Current Priorities & Initiatives
- Hatchery Reform: minimizing impacts of hatchery fish on wild fish populations;
- Harvest Reform: managing harvest to achieve wild spawner abundance and productivity;
- Management Reform: ensuring accountability for recovery of wild, native fish populations;
- Habitat Protection: supporting habitat protection through stewardship;
Hatchery Reform
The combined effect of hatcheries, harvest and habitat degradation has brought previously healthy runs of salmon and steelhead perilously near to extinction. For their part, hatcheries have become the cash cow for fish and wildlife agencies and have become the politically acceptable way to supply salmon for harvest while degrading watersheds. Hatcheries have become the latest in a long line of threats (think, poor logging practices, dams) to native fish.
Hatcheries are funded mainly with federal (that is, taxpayer’s) dollars and by private utilities (taxpaying rate payers) mitigating hydro dam construction. Without this funding there would be very few hatchery programs.
Perhaps that isn’t such a bad idea when one considers the growing and overwhelming body of peer-reviewed science which inarguably now concludes hatcheries are deleterious to and contribute to the decline of wild, native salmonids. Much of this research is compiled on our website for use by the public.

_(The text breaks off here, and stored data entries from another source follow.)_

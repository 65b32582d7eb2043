//! # Decorators
//!
//! Interceptors placed around request handlers:
//!
//! - [`CachePolicy`]: read-through caching of a result
//! - [`InvalidatePolicy`]: namespace invalidation after a successful write
//!
//! Both degrade to plain calls when the store is unavailable. Errors of the
//! wrapped operation always propagate unchanged.

pub mod cache;
pub mod invalidate;

pub use cache::{CachePolicy, CachedFn};
pub use invalidate::{InvalidatePolicy, InvalidatingFn};

/// How a cached call was served
#[derive(Debug, Clone, Copy, PartialEq, Eq, Hash)]
pub enum CacheStatus {
    /// Served from the store; the operation did not run.
    Hit,
    /// Computed and written to the store.
    Miss,
    /// Computed without the cache (disconnected, unkeyable or store error).
    Bypass,
}

impl CacheStatus {
    /// `Some(true)` on a hit, `Some(false)` on a miss, `None` when bypassed.
    pub const fn hit_signal(self) -> Option<bool> {
        match self {
            Self::Hit => Some(true),
            Self::Miss => Some(false),
            Self::Bypass => None,
        }
    }
}

/// Result of a cached call together with how it was served
#[derive(Debug, Clone, PartialEq)]
pub struct CacheOutcome<T> {
    pub value: T,
    pub status: CacheStatus,
}

impl<T> CacheOutcome<T> {
    pub const fn hit(value: T) -> Self {
        Self {
            value,
            status: CacheStatus::Hit,
        }
    }

    pub const fn miss(value: T) -> Self {
        Self {
            value,
            status: CacheStatus::Miss,
        }
    }

    pub const fn bypass(value: T) -> Self {
        Self {
            value,
            status: CacheStatus::Bypass,
        }
    }

    pub const fn is_hit(&self) -> bool {
        matches!(self.status, CacheStatus::Hit)
    }

    pub const fn hit_signal(&self) -> Option<bool> {
        self.status.hit_signal()
    }

    pub fn into_inner(self) -> T {
        self.value
    }

    pub fn map<U>(self, f: impl FnOnce(T) -> U) -> CacheOutcome<U> {
        CacheOutcome {
            value: f(self.value),
            status: self.status,
        }
    }
}
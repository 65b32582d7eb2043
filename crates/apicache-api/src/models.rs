//! # User Models
//!
//! Records served by the user endpoints. [`User`] converts to and from the
//! cache's value model so whole responses can be cached.

use apicache_domain::{FromValue, RecordReader, ToValue, Value, value_enum};
use chrono::{DateTime, Utc};
use serde::{Deserialize, Serialize};
use uuid::Uuid;

/// Access level of a user
#[derive(Debug, Clone, Copy, Default, PartialEq, Eq, Hash, Serialize, Deserialize)]
#[serde(rename_all = "snake_case")]
pub enum Role {
    Superuser,
    #[default]
    Member,
}

value_enum!(Role {
    Superuser => "superuser",
    Member => "member",
});

/// A registered user
#[derive(Debug, Clone, PartialEq, Eq, Serialize, Deserialize)]
pub struct User {
    pub id: i64,
    pub public_id: Uuid,
    pub email: String,
    pub full_name: Option<String>,
    pub is_active: bool,
    pub role: Role,
    pub created_at: DateTime<Utc>,
    pub updated_at: DateTime<Utc>,
}

impl ToValue for User {
    fn to_value(&self) -> Value {
        Value::record()
            .field("id", &self.id)
            .field("public_id", &self.public_id)
            .field("email", &self.email)
            .field("full_name", &self.full_name)
            .field("is_active", &self.is_active)
            .field("role", &self.role)
            .field("created_at", &self.created_at)
            .field("updated_at", &self.updated_at)
            .build()
    }
}

impl FromValue for User {
    fn from_value(value: Value) -> apicache_domain::Result<Self> {
        let mut r = RecordReader::new("User", value)?;
        Ok(Self {
            id: r.take("id")?,
            public_id: r.take("public_id")?,
            email: r.take("email")?,
            full_name: r.take("full_name")?,
            is_active: r.take("is_active")?,
            role: r.take("role")?,
            created_at: r.take("created_at")?,
            updated_at: r.take("updated_at")?,
        })
    }
}

/// Body of `POST /users`
#[derive(Debug, Clone, Deserialize)]
pub struct UserCreate {
    pub email: String,
    pub full_name: Option<String>,
    #[serde(default)]
    pub role: Role,
}

/// Body of `PUT /users/{user_id}`; absent fields are left unchanged
#[derive(Debug, Clone, Default, Deserialize)]
pub struct UserUpdate {
    pub email: Option<String>,
    pub full_name: Option<String>,
    pub is_active: Option<bool>,
    pub role: Option<Role>,
}

/// Query of `GET /users`
#[derive(Debug, Clone, Copy, Deserialize)]
pub struct Pagination {
    #[serde(default)]
    pub skip: usize,
    #[serde(default = "default_limit")]
    pub limit: usize,
}

const fn default_limit() -> usize {
    100
}

impl Default for Pagination {
    fn default() -> Self {
        Self {
            skip: 0,
            limit: default_limit(),
        }
    }
}
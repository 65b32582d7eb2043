//! User endpoints.
//!
//! Reads are served through the `users` cache namespace; every successful
//! write invalidates it.

use apicache_engine::{CallArgs, function_id};
use axum::extract::{Path, Query, State};
use axum::http::StatusCode;
use axum::routing::get;
use axum::{Json, Router};

use crate::context::ApiContext;
use crate::error::{ApiError, ApiResult};
use crate::models::{Pagination, User, UserCreate, UserUpdate};
use crate::response::CachedResponse;

pub fn router() -> Router<ApiContext> {
    Router::new()
        .route("/", get(read_users).post(create_user))
        .route("/{user_id}", get(read_user_by_id).put(update_user))
}

/// `GET /users?skip&limit`
pub async fn read_users(
    State(ctx): State<ApiContext>,
    Query(page): Query<Pagination>,
) -> ApiResult<CachedResponse<Vec<User>>> {
    let args = CallArgs::new()
        .resource(&ctx.users)
        .kwarg("skip", &page.skip)
        .kwarg("limit", &page.limit);

    let outcome = ctx
        .users_cached
        .call(&function_id!(read_users), &args, || list_users(&ctx, page))
        .await?;

    Ok(CachedResponse::new(outcome, ctx.cache.hit_header()))
}

/// `GET /users/{user_id}`
pub async fn read_user_by_id(
    State(ctx): State<ApiContext>,
    Path(user_id): Path<i64>,
) -> ApiResult<CachedResponse<User>> {
    let args = CallArgs::new()
        .resource(&ctx.users)
        .kwarg("user_id", &user_id);

    let outcome = ctx
        .users_cached
        .call(&function_id!(read_user_by_id), &args, || find_user(&ctx, user_id))
        .await?;

    Ok(CachedResponse::new(outcome, ctx.cache.hit_header()))
}

/// `POST /users`
pub async fn create_user(
    State(ctx): State<ApiContext>,
    Json(input): Json<UserCreate>,
) -> ApiResult<(StatusCode, Json<User>)> {
    if !input.email.contains('@') {
        return Err(ApiError::InvalidInput(format!(
            "'{}' is not an email address",
            input.email
        )));
    }

    let user = ctx
        .users_invalidate
        .call(|| register_user(&ctx, input))
        .await?;

    tracing::info!(user_id = user.id, "User created");
    Ok((StatusCode::CREATED, Json(user)))
}

/// `PUT /users/{user_id}`
pub async fn update_user(
    State(ctx): State<ApiContext>,
    Path(user_id): Path<i64>,
    Json(input): Json<UserUpdate>,
) -> ApiResult<Json<User>> {
    let user = ctx
        .users_invalidate
        .call(|| async { ctx.users.update(user_id, input).await })
        .await?;

    tracing::info!(user_id = user.id, "User updated");
    Ok(Json(user))
}

async fn list_users(ctx: &ApiContext, page: Pagination) -> ApiResult<Vec<User>> {
    Ok(ctx.users.list(page).await?)
}

async fn find_user(ctx: &ApiContext, user_id: i64) -> ApiResult<User> {
    ctx.users
        .get(user_id)
        .await?
        .ok_or_else(|| ApiError::user_not_found(user_id))
}

async fn register_user(ctx: &ApiContext, input: UserCreate) -> ApiResult<User> {
    if ctx.users.get_by_email(&input.email).await?.is_some() {
        return Err(ApiError::InvalidInput(
            "The user with this email already exists in the system".to_string(),
        ));
    }
    Ok(ctx.users.create(input).await?)
}
//! # API Cache Demo Server
//!
//! Binary entry point for the demo HTTP service.

use std::sync::Arc;

use tracing_subscriber::{layer::SubscriberExt, util::SubscriberInitExt};

use apicache_api::context::register_exclusions;
use apicache_api::repository::InMemoryUserRepository;
use apicache_api::{ApiConfig, ApiContext, build_router};
use apicache_engine::Cache;

#[tokio::main]
async fn main() -> anyhow::Result<()> {
    // Load environment variables
    dotenvy::dotenv().ok();

    // Load configuration
    let config = ApiConfig::from_env()?;

    // Initialize tracing
    tracing_subscriber::registry()
        .with(
            tracing_subscriber::EnvFilter::try_from_default_env()
                .unwrap_or_else(|_| config.log_level.clone().into()),
        )
        .with(tracing_subscriber::fmt::layer().json())
        .init();

    tracing::info!(
        version = apicache_api::VERSION,
        "Starting API cache demo service"
    );

    // Initialize the response cache; an unreachable store leaves it in pass-through
    let cache = Cache::init(register_exclusions(config.cache.clone())).await?;
    if !cache.is_connected() {
        tracing::warn!(status = %cache.status(), "Serving without response cache");
    }

    // Build API context
    let ctx = ApiContext::new(cache, Arc::new(InMemoryUserRepository::new()))?;

    // Build router
    let app = build_router(ctx, &config);

    // Start server
    let addr = config.server_addr;
    tracing::info!(%addr, prefix = %config.api_prefix, "Starting HTTP server");

    let listener = tokio::net::TcpListener::bind(addr).await?;

    axum::serve(listener, app)
        .with_graceful_shutdown(shutdown_signal())
        .await?;

    tracing::info!("Server shut down gracefully");
    Ok(())
}

/// Graceful shutdown signal handler
async fn shutdown_signal() {
    let ctrl_c = async {
        if let Err(e) = tokio::signal::ctrl_c().await {
            tracing::error!(error = %e, "Failed to install Ctrl+C handler");
            std::future::pending::<()>().await;
        }
    };

    #[cfg(unix)]
    let terminate = async {
        match tokio::signal::unix::signal(tokio::signal::unix::SignalKind::terminate()) {
            Ok(mut signal) => {
                signal.recv().await;
            }
            Err(e) => {
                tracing::error!(error = %e, "Failed to install SIGTERM handler");
                std::future::pending::<()>().await;
            }
        }
    };

    #[cfg(not(unix))]
    let terminate = std::future::pending::<()>();

    tokio::select! {
        () = ctrl_c => {
            tracing::info!("Received Ctrl+C, shutting down");
        }
        () = terminate => {
            tracing::info!("Received SIGTERM, shutting down");
        }
    }
}
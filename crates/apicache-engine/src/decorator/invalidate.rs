//! # Invalidate Decorator
//!
//! Runs a write operation and, once it succeeds, deletes every entry cached
//! under the namespace. A failed operation leaves the store untouched.

use std::future::{Future, ready};

use apicache_domain::Namespace;

use crate::handle::Cache;

/// Namespace invalidation after successful writes
#[derive(Debug, Clone)]
pub struct InvalidatePolicy {
    cache: Cache,
    namespace: Namespace,
}

impl InvalidatePolicy {
    pub(crate) const fn new(cache: Cache, namespace: Namespace) -> Self {
        Self { cache, namespace }
    }

    pub const fn namespace(&self) -> &Namespace {
        &self.namespace
    }

    /// Run `op`, invalidating the namespace if it succeeds.
    pub async fn call<T, E, F, Fut>(&self, op: F) -> Result<T, E>
    where
        F: FnOnce() -> Fut,
        Fut: Future<Output = Result<T, E>>,
    {
        let value = op().await?;
        self.invalidate().await;
        Ok(value)
    }

    /// [`InvalidatePolicy::call`] for a synchronous operation.
    pub async fn call_sync<T, E, F>(&self, op: F) -> Result<T, E>
    where
        F: FnOnce() -> Result<T, E>,
    {
        self.call(|| ready(op())).await
    }

    /// Delete every entry of the namespace now.
    ///
    /// Returns the number of deleted entries, or `None` when the store is
    /// not connected or the deletion failed.
    pub async fn invalidate(&self) -> Option<u64> {
        let store = self.cache.store()?;
        let prefix = self.cache.keys().namespace_prefix(&self.namespace);

        match store.delete_prefix(&prefix).await {
            Ok(deleted) => {
                tracing::debug!(namespace = %self.namespace, deleted, "Cache namespace invalidated");
                Some(deleted)
            }
            Err(e) => {
                tracing::warn!(namespace = %self.namespace, error = %e, "Cache invalidation failed");
                None
            }
        }
    }

    /// Bind this policy to a function so every successful call invalidates.
    pub fn wrap<F>(&self, f: F) -> InvalidatingFn<F> {
        InvalidatingFn {
            policy: self.clone(),
            f,
        }
    }
}

/// A function bound to an [`InvalidatePolicy`]
#[derive(Debug, Clone)]
pub struct InvalidatingFn<F> {
    policy: InvalidatePolicy,
    f: F,
}

impl<F> InvalidatingFn<F> {
    pub async fn call<A, T, E, Fut>(&self, args: A) -> Result<T, E>
    where
        F: Fn(A) -> Fut,
        Fut: Future<Output = Result<T, E>>,
    {
        self.policy.call(|| (self.f)(args)).await
    }
}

Hatcheries have been politically safe and funding assured. Today, however, the realization that hatcheries do not solve problems faced by ESA-listed salmonids is beginning to seep into the public’s consciousness and it is quickly ending as an easy political default. When it costs thousands of dollars to produce a single adult salmon for harvest, even politicians are noticing.
Harvest Reform
Salmon and steelhead are the only ESA-listed animals that are allowed to be taken for commercial and recreational purposes. The National Marine Fisheries Service is responsible for protection of listed salmon, but in 2005 this agency gave its permission to increase the kill of threatened winter steelhead in the lower Columbia River.

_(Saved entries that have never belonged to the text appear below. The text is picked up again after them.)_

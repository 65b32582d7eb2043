//! Lossless value model.
//!
//! [`Value`] is a superset of JSON: on top of the JSON primitives it keeps
//! byte strings, decimals, offset-aware date-times, dates and UUIDs as
//! distinct variants so they survive a round trip through the cache.

use std::collections::BTreeMap;
use std::fmt;

use chrono::{DateTime, FixedOffset, NaiveDate};
use rust_decimal::Decimal;
use serde::{Deserialize, Serialize};
use uuid::Uuid;

use crate::convert::ToValue;

/// A structured value that can be cached without information loss.
///
/// Maps are ordered so two equal values always encode to identical text.
#[derive(Debug, Clone, PartialEq)]
pub enum Value {
    Null,
    Bool(bool),
    Int(i64),
    /// Only used for integers above `i64::MAX`.
    UInt(u64),
    Float(f64),
    String(String),
    Bytes(Vec<u8>),
    Decimal(Decimal),
    DateTime(DateTime<FixedOffset>),
    Date(NaiveDate),
    Uuid(Uuid),
    List(Vec<Value>),
    Map(BTreeMap<String, Value>),
}

/// Discriminant of a [`Value`], used as the codec registry key.
#[derive(Debug, Clone, Copy, PartialEq, Eq, Hash, PartialOrd, Ord, Serialize, Deserialize)]
#[serde(rename_all = "snake_case")]
pub enum ValueKind {
    Null,
    Bool,
    Int,
    UInt,
    Float,
    String,
    Bytes,
    Decimal,
    DateTime,
    Date,
    Uuid,
    List,
    Map,
}

impl ValueKind {
    pub const fn as_str(self) -> &'static str {
        match self {
            Self::Null => "null",
            Self::Bool => "bool",
            Self::Int => "int",
            Self::UInt => "uint",
            Self::Float => "float",
            Self::String => "string",
            Self::Bytes => "bytes",
            Self::Decimal => "decimal",
            Self::DateTime => "datetime",
            Self::Date => "date",
            Self::Uuid => "uuid",
            Self::List => "list",
            Self::Map => "map",
        }
    }

    /// Whether JSON can carry this kind without a tagged envelope.
    pub const fn is_json_native(self) -> bool {
        matches!(
            self,
            Self::Null
                | Self::Bool
                | Self::Int
                | Self::UInt
                | Self::Float
                | Self::String
                | Self::List
                | Self::Map
        )
    }
}

impl fmt::Display for ValueKind {
    fn fmt(&self, f: &mut fmt::Formatter<'_>) -> fmt::Result {
        f.write_str(self.as_str())
    }
}

impl Value {
    pub const fn kind(&self) -> ValueKind {
        match self {
            Self::Null => ValueKind::Null,
            Self::Bool(_) => ValueKind::Bool,
            Self::Int(_) => ValueKind::Int,
            Self::UInt(_) => ValueKind::UInt,
            Self::Float(_) => ValueKind::Float,
            Self::String(_) => ValueKind::String,
            Self::Bytes(_) => ValueKind::Bytes,
            Self::Decimal(_) => ValueKind::Decimal,
            Self::DateTime(_) => ValueKind::DateTime,
            Self::Date(_) => ValueKind::Date,
            Self::Uuid(_) => ValueKind::Uuid,
            Self::List(_) => ValueKind::List,
            Self::Map(_) => ValueKind::Map,
        }
    }

    /// Start building a record value field by field.
    pub fn record() -> RecordBuilder {
        RecordBuilder::default()
    }

    pub const fn is_null(&self) -> bool {
        matches!(self, Self::Null)
    }

    pub fn as_str(&self) -> Option<&str> {
        match self {
            Self::String(s) => Some(s),
            _ => None,
        }
    }

    pub const fn as_i64(&self) -> Option<i64> {
        match self {
            Self::Int(v) => Some(*v),
            _ => None,
        }
    }

    /// Look up a field of a map value.
    pub fn get(&self, field: &str) -> Option<&Self> {
        match self {
            Self::Map(map) => map.get(field),
            _ => None,
        }
    }
}

impl From<&str> for Value {
    fn from(s: &str) -> Self {
        Self::String(s.to_string())
    }
}

impl From<String> for Value {
    fn from(s: String) -> Self {
        Self::String(s)
    }
}

impl From<i64> for Value {
    fn from(v: i64) -> Self {
        Self::Int(v)
    }
}

impl From<bool> for Value {
    fn from(v: bool) -> Self {
        Self::Bool(v)
    }
}

impl From<Vec<Self>> for Value {
    fn from(items: Vec<Self>) -> Self {
        Self::List(items)
    }
}

impl From<BTreeMap<String, Self>> for Value {
    fn from(map: BTreeMap<String, Self>) -> Self {
        Self::Map(map)
    }
}

// =============================================================================
// RECORD BUILDER
// =============================================================================

/// Builds the map representation of a structured record.
#[derive(Debug, Default)]
pub struct RecordBuilder {
    fields: BTreeMap<String, Value>,
}

impl RecordBuilder {
    #[must_use]
    pub fn field<T: ToValue + ?Sized>(mut self, name: impl Into<String>, value: &T) -> Self {
        self.fields.insert(name.into(), value.to_value());
        self
    }

    pub fn build(self) -> Value {
        Value::Map(self.fields)
    }
}

#[cfg(test)]
mod tests {
    use super::*;

    #[test]
    fn test_record_builder_orders_fields() {
        let value = Value::record()
            .field("zeta", &1_i64)
            .field("alpha", "a")
            .build();

        let Value::Map(map) = &value else {
            panic!("expected map");
        };
        let keys: Vec<&str> = map.keys().map(String::as_str).collect();
        assert_eq!(keys, vec!["alpha", "zeta"]);
        assert_eq!(value.get("alpha").and_then(Value::as_str), Some("a"));
    }

    #[test]
    fn test_native_kinds() {
        assert!(ValueKind::Map.is_json_native());
        assert!(!ValueKind::Bytes.is_json_native());
        assert!(!ValueKind::DateTime.is_json_native());
        assert_eq!(Value::Decimal(Decimal::ONE).kind(), ValueKind::Decimal);
    }
}
//! # Cache Decorator
//!
//! Read-through caching around an async operation:
//!
//! ```text
//! derive key ──► GET ──hit──► decode ──► return (Hit)
//!                 │
//!                miss ──► run op ──► encode ──► SETEX ──► return (Miss)
//! ```
//!
//! Store errors never reach the caller. A failed read runs the operation
//! without writing (Bypass); a failed write is logged and the computed value
//! is still returned. Concurrent misses on one key may both compute, the
//! last write wins.

use std::future::{Future, ready};
use std::time::Duration;

use apicache_domain::{CacheKey, FromValue, FunctionId, Namespace, ToValue};

use super::CacheOutcome;
use crate::handle::Cache;
use crate::key::{CacheArgs, CallArgs};
use crate::store::CacheStore;

enum Lookup<T> {
    Hit(T),
    Miss,
    Unavailable,
}

/// Read-through caching under one namespace
#[derive(Debug, Clone)]
pub struct CachePolicy {
    cache: Cache,
    namespace: Namespace,
    ttl: Duration,
}

impl CachePolicy {
    pub(crate) fn new(cache: Cache, namespace: Namespace) -> Self {
        let ttl = cache.config().default_ttl;
        Self {
            cache,
            namespace,
            ttl,
        }
    }

    /// Override the TTL for this call site. Sub-second values round up to one second.
    #[must_use]
    pub const fn ttl(mut self, ttl: Duration) -> Self {
        self.ttl = ttl;
        self
    }

    pub const fn namespace(&self) -> &Namespace {
        &self.namespace
    }

    pub const fn time_to_live(&self) -> Duration {
        self.ttl
    }

    /// Serve `function(args)` from the cache, or run `op` and cache its result.
    pub async fn call<T, E, F, Fut>(
        &self,
        function: &FunctionId,
        args: &CallArgs,
        op: F,
    ) -> Result<CacheOutcome<T>, E>
    where
        T: ToValue + FromValue,
        F: FnOnce() -> Fut,
        Fut: Future<Output = Result<T, E>>,
    {
        let Some(store) = self.cache.store() else {
            return op().await.map(CacheOutcome::bypass);
        };

        let key = match self.cache.keys().derive(&self.namespace, function, args) {
            Ok(key) => key,
            Err(e) => {
                tracing::warn!(function = %function, error = %e, "Cache key derivation failed, bypassing");
                return op().await.map(CacheOutcome::bypass);
            }
        };

        match self.lookup::<T>(store.as_ref(), &key).await {
            Lookup::Hit(value) => return Ok(CacheOutcome::hit(value)),
            Lookup::Miss => {}
            Lookup::Unavailable => return op().await.map(CacheOutcome::bypass),
        }

        let value = op().await?;
        self.fill(store.as_ref(), &key, &value).await;
        Ok(CacheOutcome::miss(value))
    }

    /// [`CachePolicy::call`] for a synchronous operation.
    pub async fn call_sync<T, E, F>(
        &self,
        function: &FunctionId,
        args: &CallArgs,
        op: F,
    ) -> Result<CacheOutcome<T>, E>
    where
        T: ToValue + FromValue,
        F: FnOnce() -> Result<T, E>,
    {
        self.call(function, args, || ready(op())).await
    }

    /// Bind this policy to a function so every call goes through the cache.
    pub fn wrap<F>(&self, function: FunctionId, f: F) -> CachedFn<F> {
        CachedFn {
            policy: self.clone(),
            function,
            f,
        }
    }

    async fn lookup<T: FromValue>(&self, store: &dyn CacheStore, key: &CacheKey) -> Lookup<T> {
        let text = match store.get(key.as_str()).await {
            Ok(Some(text)) => text,
            Ok(None) => {
                tracing::debug!(key = %key, "Cache miss");
                return Lookup::Miss;
            }
            Err(e) => {
                tracing::warn!(key = %key, error = %e, "Cache read failed, bypassing");
                return Lookup::Unavailable;
            }
        };

        match self.cache.codec().decode_value::<T>(&text) {
            Ok(value) => {
                tracing::debug!(key = %key, "Cache hit");
                Lookup::Hit(value)
            }
            Err(e) => {
                tracing::warn!(key = %key, error = %e, "Unreadable cache entry, recomputing");
                Lookup::Miss
            }
        }
    }

    async fn fill<T: ToValue>(&self, store: &dyn CacheStore, key: &CacheKey, value: &T) {
        let text = match self.cache.codec().encode_exact(&value.to_value()) {
            Ok(text) => text,
            Err(e) => {
                tracing::warn!(key = %key, error = %e, "Result not cacheable");
                return;
            }
        };

        if let Err(e) = store.set_ex(key.as_str(), &text, self.ttl).await {
            tracing::warn!(key = %key, error = %e, "Cache write failed");
        }
    }
}

/// A function bound to a [`CachePolicy`]
#[derive(Debug, Clone)]
pub struct CachedFn<F> {
    policy: CachePolicy,
    function: FunctionId,
    f: F,
}

impl<F> CachedFn<F> {
    pub const fn function(&self) -> &FunctionId {
        &self.function
    }

    pub async fn call<A, T, E, Fut>(&self, args: A) -> Result<CacheOutcome<T>, E>
    where
        A: CacheArgs,
        F: Fn(A) -> Fut,
        Fut: Future<Output = Result<T, E>>,
        T: ToValue + FromValue,
    {
        let call_args = args.call_args();
        self.policy
            .call(&self.function, &call_args, || (self.f)(args))
            .await
    }
}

Also, when they were listed as a threatened species, the state of Oregon adopted a directed fishery on coho salmon in two Oregon coast lakes. This is the first time an ESA-listed animal has been hunted before it was fully recovered and removed from the ESA protections.
Based on a simple industrial model, fish agencies release hatchery salmon to be harvested. Even if the habitat were in good shape to support healthy wild salmonids, the actions of these agencies undermine that with their hatchery and harvest programs. Reforming fish agencies so that they include in their mission the protection of native, wild fish is to reverse over 150 years of investment and commitment to hatcheries to solely satisfy harvest and consumption.
Harvest must also support the reproductive capacity of wild salmon runs in every river. This means the abundance, distribution, nutrient requirements, genetic diversity, and life history attributes of each population has to be determined and maintained.
When wild populations are co-mingled with hatchery fish the wild fish are over-harvested. When this occurs, the agency’s answer is to simply release more hatchery fish. Obviously, this policy spirals inevitably towards failure.
Management Reform
The Native Fish Society provides a grassroots watchdog presence with agencies that have authority over the life cycle of native fish. These state and federal fish and wildlife agencies include Oregon Department of Fish and Wildlife, National Marine Fisheries Service, U.S. Fish and Wildlife Service, as well as the Bonneville Power Administration and the NW Power and Conservation Council.
We focus on these agencies because collectively they set fish recovery policies, hatchery construction and operations, monitor and evaluate fish projects, and supply hundreds of millions of dollars into these projects.
We focus on these agencies to make sure that policies are adopted, as well as implemented, to protect native fish.
Oregon’s native wild salmonids have been verifiably ignored by fish management agencies which are not structured to maintain biological diversity. It was not until the Native Fish Society played a leading role in securing salmon and steelhead protections under the Endangered Species Act that state and federal agencies began to shift programs in favor of native fish. Such change is little, slow and begrudged.
As evidence, recall above that in 2005 Oregon and Washington, with the compliance of NMFS, tried to increase the kill of ESA-threatened winter steelhead solely to provide more harvest for the commercial fishery on the lower Columbia River. Again, it was NFS that presented vital testimony that convinced the commissions to reject this proposal. We provided information that showed that the wild winter steelhead population was clearly not viable.
To improve chances for success, we frequently team with other respected conservation groups including Trout Unlimited, Washington Trout, McKenzie Fly Fishers, Federation of Fly Fishers, and Northwest Steelheaders. This group, called the Fish Cons, meets once a month to coordinate efforts. Through Fish Cons, each group increases its capacity to be successful in achieving its own goals, as well those of the group.